I heard a DJ tell his audience, “You really need to hear the sounds we’re playing during the noon hour. Just tell the folks you had church on the radio today.” Well, you can have a lot of experiences over the radio - meditation, entertainment, uplift, powerful praise, but you cannot have church - and you definitely cannot have worship.

Looking at the latter, worship is the public activity / work of the community of faith who are called, gathered and equipped by the Holy Spirit. Radio, even in a crowded room lacks both of these. In its place a community offers God thanks for all who God has been and all that God has done in the week just past.
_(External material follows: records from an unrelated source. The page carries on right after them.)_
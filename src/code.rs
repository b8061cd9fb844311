//! Composable code fragments
//!
//! A [CodeFragment] is a sequence of literal text, type references and nested fragments.
//! Paths embedded in a fragment stay substitutable until rendering: [Imports] uses them
//! to emit `use` declarations and shorten the rendered code.

use std::collections::{BTreeMap, BTreeSet};
use std::fmt::{self, Write};

use proc_macro2::TokenStream;

use crate::resolve::CodegenError;
use crate::types::{TypePath, TypeRef};

#[derive(Clone, Debug, PartialEq, Eq, Hash)]
enum CodePart {
    Text(String),
    Path(TypePath),
    Type(TypeRef),
    Fragment(CodeFragment),
}

/// Immutable piece of generated source code
#[derive(Clone, Debug, Default, PartialEq, Eq, Hash)]
pub struct CodeFragment {
    parts: Vec<CodePart>,
}

impl CodeFragment {
    pub fn builder() -> CodeBuilder {
        CodeBuilder::default()
    }

    /// The empty fragment
    pub fn empty() -> Self {
        Self::default()
    }

    /// Literal code without embedded references
    pub fn of(text: impl Into<String>) -> Self {
        Self::builder().text(text).build()
    }

    /// Explicit generic argument for a function call: `::<T>`
    pub fn turbofish(ty: &TypeRef) -> Self {
        Self::builder().text("::<").type_ref(ty).text(">").build()
    }

    pub fn is_empty(&self) -> bool {
        self.parts.iter().all(|part| match part {
            CodePart::Text(text) => text.is_empty(),
            CodePart::Fragment(fragment) => fragment.is_empty(),
            CodePart::Path(_) | CodePart::Type(_) => false,
        })
    }

    /// All paths embedded in this fragment, in order of appearance
    pub fn references(&self) -> Vec<&TypePath> {
        let mut paths = Vec::new();
        self.collect_paths(&mut paths);
        paths
    }

    fn collect_paths<'a>(&'a self, paths: &mut Vec<&'a TypePath>) {
        for part in &self.parts {
            match part {
                CodePart::Text(_) => {}
                CodePart::Path(path) => paths.push(path),
                CodePart::Type(ty) => ty.collect_paths(paths),
                CodePart::Fragment(fragment) => fragment.collect_paths(paths),
            }
        }
    }

    fn write_with<W: Write>(&self, out: &mut W, name: &dyn Fn(&TypePath) -> String) -> fmt::Result {
        for part in &self.parts {
            match part {
                CodePart::Text(text) => out.write_str(text)?,
                CodePart::Path(path) => out.write_str(&name(path))?,
                CodePart::Type(ty) => ty.write_with(out, name)?,
                CodePart::Fragment(fragment) => fragment.write_with(out, name)?,
            }
        }
        Ok(())
    }

    /// Tokenize the fully qualified rendering of this fragment
    pub fn to_token_stream(&self) -> Result<TokenStream, CodegenError> {
        let code = self.to_string();
        code.parse::<TokenStream>().map_err(|err| CodegenError::Tokenize {
            message: format!("{err:?}"),
            code,
        })
    }
}

impl fmt::Display for CodeFragment {
    fn fmt(&self, f: &mut fmt::Formatter<'_>) -> fmt::Result {
        self.write_with(f, &TypePath::to_string)
    }
}

/// Builder for [CodeFragment]
#[derive(Debug, Default)]
pub struct CodeBuilder {
    parts: Vec<CodePart>,
}

impl CodeBuilder {
    pub fn text(mut self, text: impl Into<String>) -> Self {
        self.parts.push(CodePart::Text(text.into()));
        self
    }

    /// Embed a reference to a named item (type, function, module)
    pub fn path(mut self, path: &TypePath) -> Self {
        self.parts.push(CodePart::Path(path.clone()));
        self
    }

    pub fn type_ref(mut self, ty: &TypeRef) -> Self {
        self.parts.push(CodePart::Type(ty.clone()));
        self
    }

    pub fn fragment(mut self, fragment: &CodeFragment) -> Self {
        self.parts.push(CodePart::Fragment(fragment.clone()));
        self
    }

    /// Embed a list of fragments with a separator between them
    pub fn join<'a>(mut self, fragments: impl IntoIterator<Item = &'a CodeFragment>, separator: &str) -> Self {
        for (idx, fragment) in fragments.into_iter().enumerate() {
            if idx > 0 {
                self.parts.push(CodePart::Text(separator.to_string()));
            }
            self.parts.push(CodePart::Fragment(fragment.clone()));
        }
        self
    }

    pub fn build(self) -> CodeFragment {
        CodeFragment { parts: self.parts }
    }
}

/// Import resolution for a set of fragments emitted in the same module
///
/// Each short name is imported at most once: the first path (in sorted order) claims it,
/// other paths sharing the name stay fully qualified. Single-segment paths are never
/// imported and their names are never shadowed.
#[derive(Clone, Debug, Default)]
pub struct Imports {
    by_name: BTreeMap<String, TypePath>,
}

impl Imports {
    pub fn collect<'a>(fragments: impl IntoIterator<Item = &'a CodeFragment>) -> Self {
        let mut reserved = BTreeSet::new();
        let mut candidates = BTreeSet::new();
        for fragment in fragments {
            for path in fragment.references() {
                if path.segments().len() > 1 {
                    candidates.insert(path);
                } else {
                    reserved.insert(path.simple_name());
                }
            }
        }

        let mut by_name = BTreeMap::new();
        for path in candidates {
            if reserved.contains(path.simple_name()) {
                continue;
            }
            by_name
                .entry(path.simple_name().to_string())
                .or_insert_with(|| path.clone());
        }
        Self { by_name }
    }

    /// Name to use for the path in code rendered with these imports
    pub fn name_of(&self, path: &TypePath) -> String {
        match self.by_name.get(path.simple_name()) {
            Some(imported) if imported == path => path.simple_name().to_string(),
            _ => path.to_string(),
        }
    }

    pub fn use_declarations(&self) -> Vec<String> {
        self.by_name.values().map(|path| format!("use {path};")).collect()
    }

    pub fn render(&self, fragment: &CodeFragment) -> String {
        let mut out = String::new();
        // Writing into a String never fails
        let _ = fragment.write_with(&mut out, &|path: &TypePath| self.name_of(path));
        out
    }
}
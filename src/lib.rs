//! Binding expression generation for compile-time dependency injection.
//!
//! Given a resolved binding (a recipe producing a value of some type) and a request kind
//! (how the dependent wants to consume the value), generate a typed Rust expression
//! fulfilling the request.
//!
//! # Simple use case
//!
//! ```
//! use hanami_codegen::*;
//!
//! # fn main() -> Result<(), CodegenError> {
//! // A set multibinding with two contributions
//! let binding = Binding::multibound_set(
//!     "::std::collections::HashSet<String>".parse()?,
//!     [CodeFragment::of("\"a\".to_string()"), CodeFragment::of("\"b\".to_string()")],
//! );
//!
//! let options = CodegenOptions::default();
//! let expressions = BindingExpressions::new(&Types, &options);
//! let component = ClassName::new("crate::AppComponent");
//!
//! let future = expressions.dependency_expression(&binding, RequestKind::Future, &component)?;
//! assert_eq!(
//!     future.ty().to_string(),
//!     "::std::future::Ready<::std::collections::HashSet<String>>"
//! );
//! assert_eq!(
//!     future.code().to_string(),
//!     "::std::future::ready::<::std::collections::HashSet<String>>\
//!      ([\"a\".to_string(), \"b\".to_string()].into_iter().collect())"
//! );
//! # Ok(())
//! # }
//! ```
//!
//! # Mechanism
//!
//! * The [Expression] struct pairs a [TypeRef] with a [CodeFragment]. Fragments embed
//!   type and item paths instead of raw text, so that [Imports] can shorten them later.
//! * The [InstanceExpression] trait is implemented for each category of binding and
//!   builds the expression of a direct instance of the bound type ([helpers]).
//! * The [SimpleInvocationExpression] struct implements [BindingExpression] on top of any
//!   [InstanceExpression]. It only accepts the request kinds reduced to the instance
//!   ([RequestKind::Instance]) or an immediately completed handle of it
//!   ([RequestKind::Future]). The handle type is computed by a [TypeWrapper].
//! * The [BindingExpressions] struct selects the instance expression of a binding and
//!   rejects the request kinds that need a dedicated binding expression.
//!
//! Misuse of [SimpleInvocationExpression::new] with an unsupported request kind is a
//! programming error and panics.

mod binding;
mod code;
mod expression;
pub mod helpers;
mod inject;
mod options;
mod request;
mod resolve;
mod types;

pub use binding::{Binding, BindingKind};
pub use code::{CodeBuilder, CodeFragment, Imports};
pub use expression::Expression;
pub use inject::{BindingExpressions, SimpleInvocationExpression};
pub use options::{AsyncHandle, CodegenOptions, TypeParameterPolicy};
pub use request::{RequestKind, SimpleRequestKind};
pub use resolve::{BindingExpression, CodegenError, InstanceExpression};
pub use types::{ClassName, TypePath, TypeRef, TypeWrapper, Types};

#[cfg(test)]
mod tests;
//! Instance expressions for each category of binding

use once_cell::sync::Lazy;

use crate::binding::{Binding, BindingKind};
use crate::code::{CodeBuilder, CodeFragment};
use crate::expression::Expression;
use crate::resolve::InstanceExpression;
use crate::types::{ClassName, TypePath, TypeRef};

static DEFAULT_TRAIT: Lazy<TypePath> = Lazy::new(|| TypePath::new("::std::default::Default"));

/// Select the instance expression matching the category of the binding
pub fn strategy_for(binding: &Binding) -> Box<dyn InstanceExpression + '_> {
    match binding.kind() {
        BindingKind::Injection {
            constructor,
            arguments,
        } => Box::new(ConstructorInvocation::new(binding, constructor, arguments)),
        BindingKind::Provision {
            module,
            method,
            arguments,
        } => Box::new(ProvisionInvocation::new(binding, module, method, arguments)),
        BindingKind::BoundInstance { field } => Box::new(BoundInstanceAccess::new(binding, field)),
        BindingKind::MultiboundSet { elements } => Box::new(SetContribution::new(binding, elements)),
    }
}

/// Call a constructor of the bound type: `Config::new(a, b)`
pub struct ConstructorInvocation<'a> {
    binding: &'a Binding,
    constructor: &'a str,
    arguments: &'a [CodeFragment],
}

impl<'a> ConstructorInvocation<'a> {
    pub fn new(binding: &'a Binding, constructor: &'a str, arguments: &'a [CodeFragment]) -> Self {
        Self {
            binding,
            constructor,
            arguments,
        }
    }
}

impl InstanceExpression for ConstructorInvocation<'_> {
    fn binding(&self) -> &Binding {
        self.binding
    }

    fn instance_expression(&self, _requesting_class: &ClassName) -> Expression {
        let key = self.binding.key();
        // generic types need the qualified form in expression position
        let receiver = match key {
            TypeRef::Path { path, args } if args.is_empty() => CodeFragment::builder().path(path),
            _ => CodeFragment::builder().text("<").type_ref(key).text(">"),
        };
        let code = call(receiver, self.constructor, self.arguments);
        Expression::new(key.clone(), code)
    }
}

/// Call a provider function of a module: `AppModule::provide_config()`
///
/// Calls from within the module itself go through `Self`.
pub struct ProvisionInvocation<'a> {
    binding: &'a Binding,
    module: &'a TypePath,
    method: &'a str,
    arguments: &'a [CodeFragment],
}

impl<'a> ProvisionInvocation<'a> {
    pub fn new(
        binding: &'a Binding,
        module: &'a TypePath,
        method: &'a str,
        arguments: &'a [CodeFragment],
    ) -> Self {
        Self {
            binding,
            module,
            method,
            arguments,
        }
    }
}

impl InstanceExpression for ProvisionInvocation<'_> {
    fn binding(&self) -> &Binding {
        self.binding
    }

    fn instance_expression(&self, requesting_class: &ClassName) -> Expression {
        let receiver = if requesting_class == self.module {
            CodeFragment::builder().text("Self")
        } else {
            CodeFragment::builder().path(self.module)
        };
        let code = call(receiver, self.method, self.arguments);
        Expression::new(self.binding.key().clone(), code)
    }
}

/// Clone an instance stored in a field of the component: `self.config.clone()`
pub struct BoundInstanceAccess<'a> {
    binding: &'a Binding,
    field: &'a str,
}

impl<'a> BoundInstanceAccess<'a> {
    pub fn new(binding: &'a Binding, field: &'a str) -> Self {
        Self { binding, field }
    }
}

impl InstanceExpression for BoundInstanceAccess<'_> {
    fn binding(&self) -> &Binding {
        self.binding
    }

    fn instance_expression(&self, _requesting_class: &ClassName) -> Expression {
        let code = CodeFragment::of(format!("self.{}.clone()", self.field));
        Expression::new(self.binding.key().clone(), code)
    }
}

/// Collect all contributions of a set multibinding: `[a, b].into_iter().collect()`
pub struct SetContribution<'a> {
    binding: &'a Binding,
    elements: &'a [CodeFragment],
}

impl<'a> SetContribution<'a> {
    pub fn new(binding: &'a Binding, elements: &'a [CodeFragment]) -> Self {
        Self { binding, elements }
    }
}

impl InstanceExpression for SetContribution<'_> {
    fn binding(&self) -> &Binding {
        self.binding
    }

    fn instance_expression(&self, _requesting_class: &ClassName) -> Expression {
        let code = if self.elements.is_empty() {
            CodeFragment::builder()
                .path(&DEFAULT_TRAIT)
                .text("::default()")
                .build()
        } else {
            CodeFragment::builder()
                .text("[")
                .join(self.elements, ", ")
                .text("].into_iter().collect()")
                .build()
        };
        Expression::new(self.binding.key().clone(), code)
    }

    /// The target of `collect()` and `default()` is only known from the expected type
    fn explicit_type_parameter(&self, _requesting_class: &ClassName) -> CodeFragment {
        CodeFragment::turbofish(self.binding.key())
    }
}

fn call(receiver: CodeBuilder, function: &str, arguments: &[CodeFragment]) -> CodeFragment {
    receiver
        .text(format!("::{function}("))
        .join(arguments, ", ")
        .text(")")
        .build()
}
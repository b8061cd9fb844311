use hanami_codegen::*;

// Bindings of a small application component, as resolved by the dependency graph

fn bindings() -> Result<Vec<Binding>, CodegenError> {
    Ok(vec![
        Binding::bound_instance("crate::Settings".parse()?, "settings"),
        Binding::provision(
            "::std::sync::Arc<dyn crate::Logger>".parse()?,
            TypePath::new("crate::modules::LogModule"),
            "provide_logger",
            [CodeFragment::of("self.settings.clone()")],
        ),
        Binding::injection(
            "crate::DateLogger".parse()?,
            "new",
            [CodeFragment::of("self.logger()")],
        ),
        Binding::multibound_set(
            "::std::collections::BTreeSet<String>".parse()?,
            [
                CodeFragment::of("\"console\".to_string()"),
                CodeFragment::of("\"file\".to_string()"),
            ],
        ),
    ])
}

fn main() -> Result<(), CodegenError> {
    let options = CodegenOptions::default();
    let expressions = BindingExpressions::new(&Types, &options);
    let component = ClassName::new("crate::AppComponent");

    let mut generated = Vec::new();
    for binding in bindings()? {
        for kind in [RequestKind::Instance, RequestKind::Future] {
            let expression = expressions.dependency_expression(&binding, kind, &component)?;
            expression.to_syn_expr()?;
            generated.push((kind, expression));
        }
    }

    let imports = Imports::collect(generated.iter().map(|(_, expression)| expression.code()));
    for declaration in imports.use_declarations() {
        println!("{}", declaration);
    }
    println!();
    for (kind, expression) in &generated {
        println!("// {} of {}", kind, expression.ty());
        println!("{}", imports.render(expression.code()));
    }

    Ok(())
}
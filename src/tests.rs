use std::panic::{catch_unwind, AssertUnwindSafe};

use pretty_assertions::assert_eq;
use proptest::prelude::*;
use quote::quote;

use super::*;

/// Instance expression with fixed code, optionally asking for an explicit type parameter
struct FixedInstance {
    binding: Binding,
    code: CodeFragment,
    hint: CodeFragment,
}

impl FixedInstance {
    fn new(key: TypeRef, code: CodeFragment) -> Self {
        Self {
            binding: Binding::bound_instance(key, "unused"),
            code,
            hint: CodeFragment::empty(),
        }
    }

    fn with_hint(mut self, hint: CodeFragment) -> Self {
        self.hint = hint;
        self
    }
}

impl InstanceExpression for FixedInstance {
    fn binding(&self) -> &Binding {
        &self.binding
    }

    fn instance_expression(&self, _requesting_class: &ClassName) -> Expression {
        Expression::new(self.binding.key().clone(), self.code.clone())
    }

    fn explicit_type_parameter(&self, _requesting_class: &ClassName) -> CodeFragment {
        self.hint.clone()
    }
}

fn set_of_strings() -> TypeRef {
    TypeRef::generic(
        TypePath::new("::std::collections::HashSet"),
        [TypeRef::named("String")],
    )
}

fn new_set() -> CodeFragment {
    CodeFragment::builder()
        .path(&TypePath::new("::std::collections::HashSet"))
        .text("::new()")
        .build()
}

fn component() -> ClassName {
    ClassName::new("crate::AppComponent")
}

fn ready_of(ty: &TypeRef) -> TypeRef {
    TypeRef::generic(TypePath::new("::std::future::Ready"), [ty.clone()])
}

#[test]
fn instance_request_returns_instance_expression() {
    let options = CodegenOptions::default();
    let strategy = FixedInstance::new(set_of_strings(), new_set());
    let expected = strategy.instance_expression(&component());

    let expression = SimpleInvocationExpression::new(RequestKind::Instance, strategy, &Types, &options);
    assert_eq!(expression.request_kind(), RequestKind::Instance);
    assert_eq!(expression.dependency_expression(&component()), expected);
}

#[test]
fn future_request_wraps_in_ready() -> Result<(), CodegenError> {
    let options = CodegenOptions::default();
    let strategy = FixedInstance::new(set_of_strings(), new_set());

    let expression = SimpleInvocationExpression::new(RequestKind::Future, strategy, &Types, &options);
    let future = expression.dependency_expression(&component());
    assert_eq!(future.ty(), &ready_of(&set_of_strings()));
    assert_eq!(
        future.code().to_string(),
        "::std::future::ready(::std::collections::HashSet::new())"
    );
    assert_eq!(
        future.to_token_stream()?.to_string(),
        quote!(::std::future::ready(::std::collections::HashSet::new())).to_string()
    );
    Ok(())
}

#[test]
fn future_request_with_explicit_type_parameter() -> Result<(), CodegenError> {
    let options = CodegenOptions::default();
    let strategy = FixedInstance::new(set_of_strings(), new_set())
        .with_hint(CodeFragment::turbofish(&set_of_strings()));

    let expression = SimpleInvocationExpression::new(RequestKind::Future, strategy, &Types, &options);
    let future = expression.dependency_expression(&component());
    assert_eq!(future.ty(), &ready_of(&set_of_strings()));
    assert_eq!(
        future.code().to_string(),
        "::std::future::ready::<::std::collections::HashSet<String>>(::std::collections::HashSet::new())"
    );
    future.to_syn_expr()?;
    Ok(())
}

#[test]
#[should_panic(expected = "Unsupported request kind")]
fn unsupported_request_kind_panics() {
    let options = CodegenOptions::default();
    let strategy = FixedInstance::new(set_of_strings(), new_set());
    SimpleInvocationExpression::new(RequestKind::Lazy, strategy, &Types, &options);
}

#[test]
fn try_new_reports_unsupported_request_kind() {
    let options = CodegenOptions::default();
    let strategy = FixedInstance::new(set_of_strings(), new_set());
    let result = SimpleInvocationExpression::try_new(RequestKind::Producer, strategy, &Types, &options);
    assert_eq!(
        result.err(),
        Some(CodegenError::UnsupportedRequestKind(RequestKind::Producer))
    );
}

#[test]
fn always_annotate_type_parameter() -> Result<(), CodegenError> {
    let options = CodegenOptions::default().with_type_parameters(TypeParameterPolicy::Always);
    let binding = Binding::injection(TypeRef::named("crate::Config"), "new", Vec::<CodeFragment>::new());
    let expressions = BindingExpressions::new(&Types, &options);

    let future = expressions.dependency_expression(&binding, RequestKind::Future, &component())?;
    assert_eq!(
        future.code().to_string(),
        "::std::future::ready::<crate::Config>(crate::Config::new())"
    );
    Ok(())
}

#[test]
fn futures_crate_handle() -> Result<(), CodegenError> {
    let options = CodegenOptions::default().with_async_handle(AsyncHandle::futures());
    let binding = Binding::bound_instance("::std::sync::Arc<dyn crate::Logger>".parse()?, "logger");
    let expressions = BindingExpressions::new(&Types, &options);

    let future = expressions.dependency_expression(&binding, RequestKind::Future, &component())?;
    assert_eq!(
        future.ty().to_string(),
        "::futures::future::Ready<::std::sync::Arc<dyn crate::Logger>>"
    );
    assert_eq!(
        future.code().to_string(),
        "::futures::future::ready(self.logger.clone())"
    );
    Ok(())
}

#[test]
fn factory_rejects_dedicated_request_kinds() {
    let options = CodegenOptions::default();
    let binding = Binding::injection(TypeRef::named("crate::Config"), "new", Vec::<CodeFragment>::new());
    let expressions = BindingExpressions::new(&Types, &options);

    for kind in RequestKind::ALL {
        let result = expressions.binding_expression(&binding, kind);
        assert_eq!(result.is_ok(), kind.is_simple(), "{kind}");
        if let Ok(expression) = result {
            assert_eq!(expression.request_kind(), kind);
        }
    }
}

#[test]
fn imports_for_generated_expressions() -> Result<(), CodegenError> {
    let options = CodegenOptions::default();
    let expressions = BindingExpressions::new(&Types, &options);
    let set = Binding::multibound_set(set_of_strings(), Vec::<CodeFragment>::new());
    let config = Binding::provision(
        TypeRef::named("crate::Config"),
        TypePath::new("crate::modules::AppModule"),
        "provide_config",
        Vec::<CodeFragment>::new(),
    );

    let generated = [
        expressions.dependency_expression(&set, RequestKind::Future, &component())?,
        expressions.dependency_expression(&config, RequestKind::Instance, &component())?,
    ];
    let imports = Imports::collect(generated.iter().map(Expression::code));
    assert_eq!(
        imports.use_declarations(),
        vec![
            "use crate::modules::AppModule;",
            "use ::std::default::Default;",
            "use ::std::collections::HashSet;",
            "use ::std::future::ready;",
        ]
    );
    assert_eq!(
        imports.render(generated[0].code()),
        "ready::<HashSet<String>>(Default::default())"
    );
    assert_eq!(imports.render(generated[1].code()), "AppModule::provide_config()");
    Ok(())
}

fn any_binding() -> impl Strategy<Value = Binding> {
    let key = prop_oneof![
        Just("crate::Config"),
        Just("::std::collections::HashSet<String>"),
        Just("::std::sync::Arc<dyn crate::Logger>"),
        Just("(u32, String)"),
        Just("()"),
    ];
    let arguments = prop::collection::vec(
        prop_oneof![
            Just(CodeFragment::of("1")),
            Just(CodeFragment::of("self.settings.clone()")),
            Just(CodeFragment::of("\"name\".to_string()")),
        ],
        0..4,
    );
    (key, arguments, 0..4usize).prop_map(|(key, arguments, category)| {
        let key: TypeRef = key.parse().unwrap();
        match category {
            0 => Binding::injection(key, "new", arguments),
            1 => Binding::provision(key, TypePath::new("crate::modules::AppModule"), "provide", arguments),
            2 => Binding::bound_instance(key, "settings"),
            _ => Binding::multibound_set(key, arguments),
        }
    })
}

fn any_requesting_class() -> impl Strategy<Value = ClassName> {
    prop_oneof![
        Just(ClassName::new("crate::AppComponent")),
        Just(ClassName::new("crate::modules::AppModule")),
    ]
}

fn any_unsupported_kind() -> impl Strategy<Value = RequestKind> {
    prop::sample::select(
        RequestKind::ALL
            .into_iter()
            .filter(|kind| !kind.is_simple())
            .collect::<Vec<_>>(),
    )
}

proptest! {
    #[test]
    fn simple_kinds_produce_valid_expressions(binding in any_binding(), class in any_requesting_class()) {
        let options = CodegenOptions::default();
        let expressions = BindingExpressions::new(&Types, &options);
        for kind in [RequestKind::Instance, RequestKind::Future] {
            let expression = expressions.dependency_expression(&binding, kind, &class).unwrap();
            prop_assert!(!expression.code().is_empty());
            prop_assert!(expression.to_syn_expr().is_ok(), "{}", expression);
            prop_assert!(expression.ty().to_syn_type().is_ok());
        }
    }

    #[test]
    fn unsupported_kinds_fail_at_construction(binding in any_binding(), kind in any_unsupported_kind()) {
        let options = CodegenOptions::default();
        let types = Types;
        prop_assert!(SimpleInvocationExpression::try_new(kind, helpers::strategy_for(&binding), &types, &options).is_err());
        let constructed = catch_unwind(AssertUnwindSafe(|| {
            SimpleInvocationExpression::new(kind, helpers::strategy_for(&binding), &types, &options);
        }));
        prop_assert!(constructed.is_err());
    }

    #[test]
    fn instance_kind_is_identity(binding in any_binding(), class in any_requesting_class()) {
        let options = CodegenOptions::default();
        let strategy = helpers::strategy_for(&binding);
        let expected = strategy.instance_expression(&class);
        let expression = SimpleInvocationExpression::new(RequestKind::Instance, strategy, &Types, &options);
        prop_assert_eq!(expression.dependency_expression(&class), expected);
    }

    #[test]
    fn future_kind_wraps_instance(binding in any_binding(), class in any_requesting_class()) {
        let options = CodegenOptions::default();
        let strategy = helpers::strategy_for(&binding);
        let instance = strategy.instance_expression(&class);
        let hint = strategy.explicit_type_parameter(&class);
        let expression = SimpleInvocationExpression::new(RequestKind::Future, strategy, &Types, &options);

        let future = expression.dependency_expression(&class);
        prop_assert_eq!(future.ty(), &Types.wrap(instance.ty(), &TypePath::new("::std::future::Ready")));
        let code = future.code().to_string();
        prop_assert!(code.starts_with("::std::future::ready"));
        // the explicit type parameter, if any, directly precedes the argument list
        let call = format!("{}({})", hint, instance.code());
        prop_assert!(code.ends_with(&call), "{} does not end with {}", code, call);
        prop_assert_eq!(code.len(), "::std::future::ready".len() + call.len());
    }
}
In a second counter-cultural move, those gathered thank God - in advance – for who God will be and what God will do in the week ahead.

I’m eager to be led by God’s Spirit to find folks who are being called by God to explore how worship might happen among homogenous groups – like jazz musicians; 20 – 30 something’s into hip-hop; poets; even public intellectuals. These folks, either maintaining their focus identity, or mixing it up, have much to teach about how God wants us to join God’s work in our everyday worlds, fueled and fed by our gathering together in worship.

Luther believed that the work of a pastor’s "priesthood" is easy. Folks expect us to break-open the Word and speak a prayer. The harder “priesthood” to make real occurs in worldly settings, by those who hold regular jobs. Luther said it something like this: The shoemaker’s awl (needle) is his Gospel (text); his sanctuary is his shop.

Once we’ve changed the way we worship together, changing how we BE and DO church together will be quite natural.